#### DATASET EXTRACT:
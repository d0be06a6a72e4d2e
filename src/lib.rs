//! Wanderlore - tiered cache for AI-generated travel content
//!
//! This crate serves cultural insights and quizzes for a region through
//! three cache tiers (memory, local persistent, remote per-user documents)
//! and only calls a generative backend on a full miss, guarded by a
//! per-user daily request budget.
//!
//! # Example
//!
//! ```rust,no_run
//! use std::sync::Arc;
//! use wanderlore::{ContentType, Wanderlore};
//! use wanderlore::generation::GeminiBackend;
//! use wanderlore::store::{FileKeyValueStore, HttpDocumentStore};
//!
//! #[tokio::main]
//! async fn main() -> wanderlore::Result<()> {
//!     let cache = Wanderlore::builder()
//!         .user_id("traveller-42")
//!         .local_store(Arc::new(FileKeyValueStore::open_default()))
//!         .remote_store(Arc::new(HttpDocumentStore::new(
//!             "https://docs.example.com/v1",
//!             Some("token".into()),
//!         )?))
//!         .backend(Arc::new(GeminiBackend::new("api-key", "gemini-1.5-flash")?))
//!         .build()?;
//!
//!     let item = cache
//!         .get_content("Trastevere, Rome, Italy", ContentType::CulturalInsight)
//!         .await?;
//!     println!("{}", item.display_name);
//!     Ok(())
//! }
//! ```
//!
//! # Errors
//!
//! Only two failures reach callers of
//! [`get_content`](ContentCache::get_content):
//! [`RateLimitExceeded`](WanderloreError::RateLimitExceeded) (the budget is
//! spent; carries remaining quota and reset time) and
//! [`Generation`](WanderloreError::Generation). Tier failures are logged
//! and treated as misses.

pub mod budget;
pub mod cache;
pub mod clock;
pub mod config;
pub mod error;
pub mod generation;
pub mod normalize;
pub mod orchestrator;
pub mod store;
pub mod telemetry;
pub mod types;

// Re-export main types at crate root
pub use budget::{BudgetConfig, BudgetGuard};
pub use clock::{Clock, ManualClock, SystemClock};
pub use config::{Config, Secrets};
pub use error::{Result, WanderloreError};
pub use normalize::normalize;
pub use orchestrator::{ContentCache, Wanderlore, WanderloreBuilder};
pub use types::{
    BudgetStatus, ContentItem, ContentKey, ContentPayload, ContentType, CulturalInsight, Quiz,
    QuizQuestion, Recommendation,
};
---
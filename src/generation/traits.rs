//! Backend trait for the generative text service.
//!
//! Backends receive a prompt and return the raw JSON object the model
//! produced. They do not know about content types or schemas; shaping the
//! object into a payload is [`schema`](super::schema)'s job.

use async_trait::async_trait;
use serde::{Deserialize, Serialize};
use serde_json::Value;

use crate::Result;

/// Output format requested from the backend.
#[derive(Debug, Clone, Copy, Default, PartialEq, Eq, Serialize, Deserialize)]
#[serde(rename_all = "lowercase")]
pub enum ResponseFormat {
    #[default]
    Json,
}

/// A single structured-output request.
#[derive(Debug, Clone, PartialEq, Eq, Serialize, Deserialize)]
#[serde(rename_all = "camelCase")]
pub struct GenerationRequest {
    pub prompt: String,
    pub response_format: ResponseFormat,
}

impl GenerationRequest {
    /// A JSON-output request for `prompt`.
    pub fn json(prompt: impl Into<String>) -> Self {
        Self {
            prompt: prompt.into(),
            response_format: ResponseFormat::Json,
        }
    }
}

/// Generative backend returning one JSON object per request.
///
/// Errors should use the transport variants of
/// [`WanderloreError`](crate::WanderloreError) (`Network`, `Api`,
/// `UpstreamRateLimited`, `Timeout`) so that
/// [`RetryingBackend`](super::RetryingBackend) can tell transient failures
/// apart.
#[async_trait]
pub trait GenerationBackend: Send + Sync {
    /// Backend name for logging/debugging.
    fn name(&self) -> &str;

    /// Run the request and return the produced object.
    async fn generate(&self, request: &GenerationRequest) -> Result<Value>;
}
...
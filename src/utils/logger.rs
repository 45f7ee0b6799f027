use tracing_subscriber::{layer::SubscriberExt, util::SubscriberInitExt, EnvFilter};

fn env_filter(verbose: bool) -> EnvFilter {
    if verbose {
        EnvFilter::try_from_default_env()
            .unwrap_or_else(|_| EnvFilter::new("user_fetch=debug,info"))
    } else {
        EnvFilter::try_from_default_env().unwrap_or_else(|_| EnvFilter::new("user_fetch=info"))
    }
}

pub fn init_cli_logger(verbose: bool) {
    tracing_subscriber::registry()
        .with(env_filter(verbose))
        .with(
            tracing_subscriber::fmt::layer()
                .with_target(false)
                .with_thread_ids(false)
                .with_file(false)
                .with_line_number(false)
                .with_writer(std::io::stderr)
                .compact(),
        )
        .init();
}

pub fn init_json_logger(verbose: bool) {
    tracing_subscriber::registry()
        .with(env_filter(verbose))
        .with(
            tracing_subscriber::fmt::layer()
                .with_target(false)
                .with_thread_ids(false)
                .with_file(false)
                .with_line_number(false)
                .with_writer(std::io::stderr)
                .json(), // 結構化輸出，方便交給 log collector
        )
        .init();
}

#### PROBLEM TO SOLVE:
Of the lines above, extract only those from the line with "generative text service." to the line with "schemas; shaping the", both included, exactly as written.

#### SOLVED PROBLEM:
//! Backend trait for the generative text service.
//!
//! Backends receive a prompt and return the raw JSON object the model
//! produced. They do not know about content types or schemas; shaping the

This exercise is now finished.